» **Requirement**
Find the string "TaskKind" in the data, then copy every line where it is found.

Dataset entries
******************************

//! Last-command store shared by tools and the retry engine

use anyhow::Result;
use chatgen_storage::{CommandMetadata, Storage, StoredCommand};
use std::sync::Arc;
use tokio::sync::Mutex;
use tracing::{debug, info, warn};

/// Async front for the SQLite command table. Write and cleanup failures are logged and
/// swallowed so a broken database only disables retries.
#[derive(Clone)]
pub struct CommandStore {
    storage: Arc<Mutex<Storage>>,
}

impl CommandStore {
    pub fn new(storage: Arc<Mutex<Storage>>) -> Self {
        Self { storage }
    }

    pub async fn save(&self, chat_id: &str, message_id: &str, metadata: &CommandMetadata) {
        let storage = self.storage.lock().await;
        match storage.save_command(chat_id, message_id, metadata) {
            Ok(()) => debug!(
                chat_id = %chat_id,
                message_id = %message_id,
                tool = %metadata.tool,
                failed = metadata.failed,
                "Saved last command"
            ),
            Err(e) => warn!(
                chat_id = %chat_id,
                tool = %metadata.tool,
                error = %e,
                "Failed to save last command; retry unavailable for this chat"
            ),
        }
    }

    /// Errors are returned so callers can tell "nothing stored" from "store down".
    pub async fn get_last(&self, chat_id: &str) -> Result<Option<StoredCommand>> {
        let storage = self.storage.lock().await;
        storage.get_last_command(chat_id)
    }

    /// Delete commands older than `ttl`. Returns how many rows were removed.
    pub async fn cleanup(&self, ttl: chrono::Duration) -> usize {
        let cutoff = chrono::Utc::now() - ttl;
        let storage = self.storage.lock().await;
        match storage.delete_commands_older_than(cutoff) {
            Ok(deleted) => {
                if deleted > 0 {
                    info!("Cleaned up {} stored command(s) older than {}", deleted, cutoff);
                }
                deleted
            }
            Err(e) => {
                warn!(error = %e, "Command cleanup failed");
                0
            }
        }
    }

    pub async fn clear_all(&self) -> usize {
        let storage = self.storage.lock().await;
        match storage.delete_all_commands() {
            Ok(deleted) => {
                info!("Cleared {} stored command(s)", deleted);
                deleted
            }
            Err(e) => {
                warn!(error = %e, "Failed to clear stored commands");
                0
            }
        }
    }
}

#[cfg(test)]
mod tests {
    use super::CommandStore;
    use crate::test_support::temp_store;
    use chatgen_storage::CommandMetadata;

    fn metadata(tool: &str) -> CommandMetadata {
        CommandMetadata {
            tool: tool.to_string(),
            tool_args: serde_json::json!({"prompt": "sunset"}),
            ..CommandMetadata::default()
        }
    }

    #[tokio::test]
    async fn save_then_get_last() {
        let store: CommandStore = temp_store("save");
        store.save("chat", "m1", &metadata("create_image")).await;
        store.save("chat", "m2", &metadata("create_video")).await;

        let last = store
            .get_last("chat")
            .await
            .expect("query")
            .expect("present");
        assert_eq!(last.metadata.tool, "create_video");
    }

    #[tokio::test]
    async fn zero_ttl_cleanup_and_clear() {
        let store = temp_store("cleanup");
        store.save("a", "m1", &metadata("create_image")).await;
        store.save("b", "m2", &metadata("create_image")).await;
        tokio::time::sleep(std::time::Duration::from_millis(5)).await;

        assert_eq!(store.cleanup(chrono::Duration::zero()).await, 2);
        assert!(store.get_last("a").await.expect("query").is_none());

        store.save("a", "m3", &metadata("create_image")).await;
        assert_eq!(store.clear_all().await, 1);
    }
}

******************************

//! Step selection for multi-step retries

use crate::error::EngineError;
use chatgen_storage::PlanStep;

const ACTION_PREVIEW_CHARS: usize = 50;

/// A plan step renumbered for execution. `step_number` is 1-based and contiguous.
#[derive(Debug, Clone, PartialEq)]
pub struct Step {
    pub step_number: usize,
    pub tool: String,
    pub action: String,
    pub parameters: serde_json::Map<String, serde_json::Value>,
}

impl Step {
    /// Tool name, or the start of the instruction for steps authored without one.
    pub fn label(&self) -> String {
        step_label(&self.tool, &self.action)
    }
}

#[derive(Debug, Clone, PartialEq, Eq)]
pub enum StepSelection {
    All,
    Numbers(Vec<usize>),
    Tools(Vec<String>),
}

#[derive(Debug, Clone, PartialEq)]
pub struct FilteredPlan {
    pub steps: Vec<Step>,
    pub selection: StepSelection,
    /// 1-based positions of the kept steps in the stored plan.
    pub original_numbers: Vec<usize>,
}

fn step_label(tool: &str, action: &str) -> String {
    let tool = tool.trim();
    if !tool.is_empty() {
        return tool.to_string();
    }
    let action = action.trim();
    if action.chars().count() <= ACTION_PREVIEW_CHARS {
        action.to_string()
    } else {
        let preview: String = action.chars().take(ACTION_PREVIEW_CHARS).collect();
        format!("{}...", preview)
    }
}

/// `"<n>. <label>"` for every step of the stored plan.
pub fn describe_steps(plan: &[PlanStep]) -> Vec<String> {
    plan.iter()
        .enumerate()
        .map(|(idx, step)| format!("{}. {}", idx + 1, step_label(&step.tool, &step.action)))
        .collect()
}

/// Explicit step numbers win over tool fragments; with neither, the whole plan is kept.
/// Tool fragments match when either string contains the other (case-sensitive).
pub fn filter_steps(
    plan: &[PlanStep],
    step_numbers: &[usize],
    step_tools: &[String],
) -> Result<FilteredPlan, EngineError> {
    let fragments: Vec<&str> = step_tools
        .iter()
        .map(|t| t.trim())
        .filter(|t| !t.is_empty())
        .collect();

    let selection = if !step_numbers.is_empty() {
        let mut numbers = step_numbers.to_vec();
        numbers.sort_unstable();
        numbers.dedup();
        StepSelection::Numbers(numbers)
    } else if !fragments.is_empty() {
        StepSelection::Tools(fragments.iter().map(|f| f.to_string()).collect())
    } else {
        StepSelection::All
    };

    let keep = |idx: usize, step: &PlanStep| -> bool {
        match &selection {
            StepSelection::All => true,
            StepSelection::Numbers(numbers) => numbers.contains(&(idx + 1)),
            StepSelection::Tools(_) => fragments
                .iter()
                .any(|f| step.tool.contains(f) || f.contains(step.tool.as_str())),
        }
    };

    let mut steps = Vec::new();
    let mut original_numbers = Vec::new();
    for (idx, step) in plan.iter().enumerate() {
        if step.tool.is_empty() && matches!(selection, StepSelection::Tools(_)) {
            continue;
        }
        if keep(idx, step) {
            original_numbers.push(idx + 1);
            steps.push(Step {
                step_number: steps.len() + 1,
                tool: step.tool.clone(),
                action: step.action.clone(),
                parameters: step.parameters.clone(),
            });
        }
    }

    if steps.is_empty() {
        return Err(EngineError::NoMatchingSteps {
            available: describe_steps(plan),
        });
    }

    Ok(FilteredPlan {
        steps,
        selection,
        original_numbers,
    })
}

******************************

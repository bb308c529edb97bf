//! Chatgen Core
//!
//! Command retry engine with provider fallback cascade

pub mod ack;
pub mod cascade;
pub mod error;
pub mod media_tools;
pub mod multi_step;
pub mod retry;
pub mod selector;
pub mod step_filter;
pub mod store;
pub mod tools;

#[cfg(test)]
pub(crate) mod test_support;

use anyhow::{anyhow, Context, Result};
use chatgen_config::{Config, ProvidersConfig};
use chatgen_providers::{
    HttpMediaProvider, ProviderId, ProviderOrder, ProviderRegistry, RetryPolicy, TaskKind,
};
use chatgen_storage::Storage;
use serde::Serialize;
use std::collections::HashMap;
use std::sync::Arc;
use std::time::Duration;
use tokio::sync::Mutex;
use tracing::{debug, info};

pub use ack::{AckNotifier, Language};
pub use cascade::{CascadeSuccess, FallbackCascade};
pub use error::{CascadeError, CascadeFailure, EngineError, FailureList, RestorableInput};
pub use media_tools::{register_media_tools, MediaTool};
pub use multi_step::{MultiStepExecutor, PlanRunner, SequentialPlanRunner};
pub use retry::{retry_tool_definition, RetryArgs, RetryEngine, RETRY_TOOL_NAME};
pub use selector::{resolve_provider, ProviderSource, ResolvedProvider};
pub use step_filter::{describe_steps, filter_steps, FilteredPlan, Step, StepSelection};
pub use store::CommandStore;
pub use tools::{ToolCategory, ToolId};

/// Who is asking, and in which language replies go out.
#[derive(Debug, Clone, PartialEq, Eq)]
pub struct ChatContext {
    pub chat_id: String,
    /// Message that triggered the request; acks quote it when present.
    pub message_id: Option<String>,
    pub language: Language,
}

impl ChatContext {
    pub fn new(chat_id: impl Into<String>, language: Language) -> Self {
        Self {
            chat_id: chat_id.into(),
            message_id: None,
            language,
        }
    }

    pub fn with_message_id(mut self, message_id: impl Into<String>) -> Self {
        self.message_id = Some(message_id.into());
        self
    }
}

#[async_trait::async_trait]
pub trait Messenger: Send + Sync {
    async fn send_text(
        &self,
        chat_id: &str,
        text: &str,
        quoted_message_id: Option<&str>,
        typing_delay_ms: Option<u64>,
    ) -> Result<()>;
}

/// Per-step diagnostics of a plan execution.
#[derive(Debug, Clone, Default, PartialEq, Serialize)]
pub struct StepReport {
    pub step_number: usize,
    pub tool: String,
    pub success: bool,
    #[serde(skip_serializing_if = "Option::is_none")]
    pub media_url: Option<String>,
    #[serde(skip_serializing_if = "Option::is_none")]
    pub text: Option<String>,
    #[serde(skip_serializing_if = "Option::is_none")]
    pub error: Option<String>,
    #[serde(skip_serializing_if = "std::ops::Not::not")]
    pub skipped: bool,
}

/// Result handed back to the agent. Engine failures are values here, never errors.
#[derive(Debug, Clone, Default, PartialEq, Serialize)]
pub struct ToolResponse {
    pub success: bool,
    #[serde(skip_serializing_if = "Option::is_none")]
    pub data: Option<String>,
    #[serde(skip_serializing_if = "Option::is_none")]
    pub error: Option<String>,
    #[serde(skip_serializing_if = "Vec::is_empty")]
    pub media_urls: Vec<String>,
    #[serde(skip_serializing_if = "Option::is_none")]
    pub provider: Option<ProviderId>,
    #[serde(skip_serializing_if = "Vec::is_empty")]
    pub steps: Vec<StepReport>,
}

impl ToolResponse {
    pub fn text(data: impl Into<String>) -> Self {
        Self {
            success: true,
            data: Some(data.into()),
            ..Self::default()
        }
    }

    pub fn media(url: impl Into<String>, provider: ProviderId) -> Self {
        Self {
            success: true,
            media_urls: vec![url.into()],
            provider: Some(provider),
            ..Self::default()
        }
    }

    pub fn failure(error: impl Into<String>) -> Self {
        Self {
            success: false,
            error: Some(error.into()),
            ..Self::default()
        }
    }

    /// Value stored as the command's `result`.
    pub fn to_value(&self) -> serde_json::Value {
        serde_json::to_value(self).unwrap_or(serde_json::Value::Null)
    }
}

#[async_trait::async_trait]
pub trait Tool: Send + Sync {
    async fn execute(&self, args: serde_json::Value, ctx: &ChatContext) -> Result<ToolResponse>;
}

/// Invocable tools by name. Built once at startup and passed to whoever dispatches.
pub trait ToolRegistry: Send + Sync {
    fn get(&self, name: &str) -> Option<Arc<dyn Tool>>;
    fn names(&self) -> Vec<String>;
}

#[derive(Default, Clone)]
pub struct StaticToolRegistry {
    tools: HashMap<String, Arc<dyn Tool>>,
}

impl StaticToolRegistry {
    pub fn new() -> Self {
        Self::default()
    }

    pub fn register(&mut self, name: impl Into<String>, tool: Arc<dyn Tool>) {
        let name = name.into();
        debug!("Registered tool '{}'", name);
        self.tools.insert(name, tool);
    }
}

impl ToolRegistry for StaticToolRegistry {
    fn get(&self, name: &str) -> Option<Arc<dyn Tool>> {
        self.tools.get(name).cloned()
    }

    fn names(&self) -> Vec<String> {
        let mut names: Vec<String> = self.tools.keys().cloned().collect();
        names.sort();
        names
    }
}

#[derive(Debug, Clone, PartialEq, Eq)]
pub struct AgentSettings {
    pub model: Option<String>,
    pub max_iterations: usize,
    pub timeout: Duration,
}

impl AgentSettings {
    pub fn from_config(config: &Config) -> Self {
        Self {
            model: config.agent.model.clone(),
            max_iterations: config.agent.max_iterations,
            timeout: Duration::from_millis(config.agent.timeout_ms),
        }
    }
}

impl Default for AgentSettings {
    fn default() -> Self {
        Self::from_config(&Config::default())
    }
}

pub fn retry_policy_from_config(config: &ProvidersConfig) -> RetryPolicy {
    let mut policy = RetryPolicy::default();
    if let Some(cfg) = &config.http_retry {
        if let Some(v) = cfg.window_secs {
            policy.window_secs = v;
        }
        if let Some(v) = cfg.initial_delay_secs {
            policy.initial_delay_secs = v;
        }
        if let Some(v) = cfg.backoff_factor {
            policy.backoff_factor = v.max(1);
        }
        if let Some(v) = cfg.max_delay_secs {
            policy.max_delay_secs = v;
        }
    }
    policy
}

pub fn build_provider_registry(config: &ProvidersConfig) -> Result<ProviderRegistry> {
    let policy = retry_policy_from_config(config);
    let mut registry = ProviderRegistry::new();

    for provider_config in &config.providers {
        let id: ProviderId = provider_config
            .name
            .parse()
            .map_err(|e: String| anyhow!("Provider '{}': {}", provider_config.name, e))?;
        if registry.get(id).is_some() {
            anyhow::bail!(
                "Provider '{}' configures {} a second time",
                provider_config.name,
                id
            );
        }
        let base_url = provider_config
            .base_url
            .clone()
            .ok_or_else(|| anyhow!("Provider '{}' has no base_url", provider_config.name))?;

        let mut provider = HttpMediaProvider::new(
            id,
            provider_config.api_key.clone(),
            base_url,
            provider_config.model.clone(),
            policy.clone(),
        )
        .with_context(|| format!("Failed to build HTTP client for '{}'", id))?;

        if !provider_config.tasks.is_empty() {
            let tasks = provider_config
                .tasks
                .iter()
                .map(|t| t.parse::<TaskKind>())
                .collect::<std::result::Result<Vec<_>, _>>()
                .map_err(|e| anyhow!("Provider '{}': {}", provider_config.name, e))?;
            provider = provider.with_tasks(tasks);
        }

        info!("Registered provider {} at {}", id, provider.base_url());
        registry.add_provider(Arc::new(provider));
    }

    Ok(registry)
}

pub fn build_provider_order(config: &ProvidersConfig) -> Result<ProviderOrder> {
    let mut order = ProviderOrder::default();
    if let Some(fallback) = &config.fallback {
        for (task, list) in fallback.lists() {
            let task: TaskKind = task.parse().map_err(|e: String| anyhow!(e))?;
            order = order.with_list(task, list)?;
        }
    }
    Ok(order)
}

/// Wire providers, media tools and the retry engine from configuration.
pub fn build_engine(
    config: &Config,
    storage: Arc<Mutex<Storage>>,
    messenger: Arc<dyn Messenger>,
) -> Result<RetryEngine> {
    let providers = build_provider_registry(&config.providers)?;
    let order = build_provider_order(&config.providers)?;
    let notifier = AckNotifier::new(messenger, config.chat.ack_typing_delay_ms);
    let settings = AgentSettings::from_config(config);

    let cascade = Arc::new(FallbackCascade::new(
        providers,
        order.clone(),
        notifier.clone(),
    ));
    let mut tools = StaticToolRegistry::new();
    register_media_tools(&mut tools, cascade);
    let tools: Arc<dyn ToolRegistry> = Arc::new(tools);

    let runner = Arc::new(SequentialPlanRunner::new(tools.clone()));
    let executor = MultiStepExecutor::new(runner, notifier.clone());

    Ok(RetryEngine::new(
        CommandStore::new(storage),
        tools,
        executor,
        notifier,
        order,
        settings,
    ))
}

******************************

» **Exercise response**
    HttpMediaProvider, ProviderId, ProviderOrder, ProviderRegistry, RetryPolicy, TaskKind,
                .map(|t| t.parse::<TaskKind>())
            let task: TaskKind = task.parse().map_err(|e: String| anyhow!(e))?;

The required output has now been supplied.